L’élection d’Arsace, lorsqu’il l’apprit plus tard, lui causa une indignation violente, et il s’en explique dans une lettre à un de ses fidèles, l’évêque Cyriacus de Synnades. « On m’a rapporté, dit-il, ce qui s’est passé en la personne d’Arsace, ce radoteur imbécile, élevé par l’impératrice sur mon siége épiscopal. J’ai su les cruautés exercées par l’infâme contre nos frères qui n’ont pas voulu communiquer avec lui, et comment plusieurs d’entre eux sont morts en prison pour la défense de ma cause.

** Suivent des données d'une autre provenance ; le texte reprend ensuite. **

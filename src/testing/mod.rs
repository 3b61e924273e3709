//! Testing utilities: an in-process target fixture for end-to-end
//! rebalance tests.
//!
//! A [`TestTarget`] is a full per-target stack — control server, inbound
//! receiver, lock registry, stats, rebalance manager — bound to loopback
//! ports and tempdir-backed mountpaths. Tests wire several of them into a
//! cluster map and drive real rebalances over real TCP.

mod reb_e2e_tests;

use crate::cluster::bucket::Bck;
use crate::cluster::smap::{Smap, SmapOwner};
use crate::config::{Config, FshcConfig, RebalanceConfig, TimeoutConfig};
use crate::error::Result;
use crate::fs::fshc::{FsHealthChecker, MountpathDispatcher};
use crate::fs::mountpath::MountpathSet;
use crate::net::server::ControlServer;
use crate::nlock::NameLocker;
use crate::reb::manager::{RebControlHandler, RebalanceManager};
use crate::stats::StatsTracker;
use crate::transport::receiver::Receiver;
use crate::types::TargetInfo;
use std::path::{Path, PathBuf};
use std::sync::Arc;
use std::time::{Duration, Instant};
use tokio_util::sync::CancellationToken;

/// Dispatcher that accepts every disable request.
pub struct NoopDispatcher;

impl MountpathDispatcher for NoopDispatcher {
    fn disable_mountpath(&self, _mpath: &Path, _reason: &str) -> bool {
        true
    }
}

/// Timeouts tight enough for loopback tests.
pub fn fast_timeouts() -> TimeoutConfig {
    TimeoutConfig {
        keepalive: Duration::from_millis(100),
        max_keepalive: Duration::from_millis(200),
        keepalive_retry: Duration::from_millis(20),
        default: Duration::from_secs(2),
    }
}

/// One in-process target with live control and data endpoints.
pub struct TestTarget {
    /// Target configuration.
    pub config: Arc<Config>,
    /// The rebalance manager under test.
    pub manager: Arc<RebalanceManager>,
    /// Mountpath set backing the manager.
    pub mpaths: MountpathSet,
    /// Shared per-object lock registry (the "foreground" side of tests).
    pub locker: Arc<NameLocker>,
    /// Counter tracker.
    pub stats: Arc<StatsTracker>,
    /// Published cluster-map holder.
    pub smap_owner: Arc<SmapOwner>,
    /// Descriptor with the actually bound addresses.
    pub info: TargetInfo,
    cancel: CancellationToken,
}

impl TestTarget {
    /// Spawn a target under `base/<id>` with `mountpath_count` mountpaths.
    pub async fn spawn(id: &str, base: &Path, mountpath_count: usize) -> Result<TestTarget> {
        let home = base.join(id);
        let mut mountpaths = Vec::with_capacity(mountpath_count);
        for i in 0..mountpath_count {
            let mp = home.join(format!("mp{i}"));
            tokio::fs::create_dir_all(&mp).await?;
            mountpaths.push(mp);
        }

        let cancel = CancellationToken::new();
        let locker = Arc::new(NameLocker::new());
        let stats = Arc::new(StatsTracker::new());
        let smap_owner = Arc::new(SmapOwner::new());
        let mpaths = MountpathSet::new(mountpaths.clone());

        let config = Arc::new(
            Config::new(
                id,
                "127.0.0.1:0".parse().unwrap(),
                "127.0.0.1:0".parse().unwrap(),
            )
            .with_confdir(home.join("conf"))
            .with_mountpaths(mountpaths)
            .with_timeouts(fast_timeouts())
            .with_rebalance(RebalanceConfig {
                dest_retry_time: Duration::from_millis(400),
                neighbor_start_delay: Duration::from_millis(30),
                ..Default::default()
            }),
        );

        let fshc = FsHealthChecker::spawn(
            FshcConfig {
                enabled: false,
                ..Default::default()
            },
            mpaths.clone(),
            Arc::new(NoopDispatcher),
            cancel.clone(),
        );
        let manager = Arc::new(RebalanceManager::new(
            config.clone(),
            locker.clone(),
            stats.clone(),
            fshc,
        ));

        let handler = Arc::new(RebControlHandler::new(
            config.target_id.clone(),
            manager.xactions(),
            smap_owner.clone(),
        ));
        let control = ControlServer::new(config.control_addr, handler, cancel.clone());
        let (control_addr, _) = control.bind().await?;

        let receiver = Receiver::new(mpaths.clone(), locker.clone(), stats.clone(), cancel.clone());
        let (data_addr, _) = receiver.bind(config.data_addr).await?;

        let info = TargetInfo::new(config.target_id.clone(), control_addr, data_addr);
        Ok(TestTarget {
            config,
            manager,
            mpaths,
            locker,
            stats,
            smap_owner,
            info,
            cancel,
        })
    }

    /// Write a well-placed object with the given body.
    pub async fn put_object(&self, bck: &Bck, name: &str, body: &[u8]) -> Result<PathBuf> {
        let fqn = self.mpaths.build_fqn(bck, name)?;
        if let Some(parent) = fqn.parent() {
            tokio::fs::create_dir_all(parent).await?;
        }
        tokio::fs::write(&fqn, body).await?;
        Ok(fqn)
    }

    /// Whether the object is present (committed) on this target.
    pub async fn has_object(&self, bck: &Bck, name: &str) -> bool {
        match self.mpaths.build_fqn(bck, name) {
            Ok(fqn) => tokio::fs::metadata(&fqn).await.is_ok(),
            Err(_) => false,
        }
    }

    /// Stop the target's servers.
    pub fn shutdown(&self) {
        self.cancel.cancel();
    }
}

impl Drop for TestTarget {
    fn drop(&mut self) {
        self.cancel.cancel();
    }
}

/// Build and publish a cluster map over the given targets.
pub fn make_smap(version: u64, targets: &[&TestTarget]) -> Arc<Smap> {
    let smap = Arc::new(Smap::new(version, targets.iter().map(|t| t.info.clone())));
    for t in targets {
        t.smap_owner.publish(smap.clone());
    }
    smap
}

/// Install a test log subscriber once; later calls are no-ops. Honors
/// `RUST_LOG`.
#[cfg(test)]
pub fn init_logging() {
    use tracing_subscriber::EnvFilter;
    let _ = tracing_subscriber::fmt()
        .with_env_filter(EnvFilter::from_default_env())
        .with_test_writer()
        .try_init();
}

/// Poll until the condition holds, up to `timeout`.
pub async fn wait_for<F>(mut condition: F, timeout: Duration) -> bool
where
    F: FnMut() -> bool,
{
    let start = Instant::now();
    while start.elapsed() < timeout {
        if condition() {
            return true;
        }
        tokio::time::sleep(Duration::from_millis(10)).await;
    }
    false
}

C’est un loup sous une peau de brebis, un adultère sous un masque d’évêque ; de même en effet qu’on appelle adultère la femme qui, du vivant de son mari, a commerce avec un autre homme, ainsi Arsace est un adultère, non selon la chair, mais selon l’esprit, puisque, moi vivant, il m’a enlevé l’église dont je suis l’époux. » Dans une lettre à Olympias, dont il comprend toute la douleur, il l’exhorte à ne point se laisser abattre par un tel événement, les bonnes causes et les hommes de bien étant soumis à des épreuves dont la providence de Dieu connaît seule le secret. « Barabbas, lui dit-il, n’a-t-il pas été préféré à Jésus ? Et pendant que le peuple juif demandait la délivrance d’un voleur et d’un meurtrier, ne voulait-il pas qu’on crucifiât l’auteur même de son salut ? » Il lui disait encore dans une autre lettre : « Ne vous affligez pas jusqu’à l’abattement du cœur de ce que telle église est assaillie par des vagues furieuses, telle autre ébranlée par une tempête, telle autre encore frappée d’insupportables plaies ; de ce que celle-ci a reçu chez elle un loup au lieu d’un pasteur, celle-là un pirate au lieu d’un pilote, un bourreau au lieu d’un médecin ; oui, pleurez-en, ressentez-en de la douleur, mais une douleur modérée, forte, courageuse, et n’oubliez pas, en face des décrets de Dieu, que rien n’est plus pernicieux à l’âme, plus préjudiciable au salut que le désespoir. »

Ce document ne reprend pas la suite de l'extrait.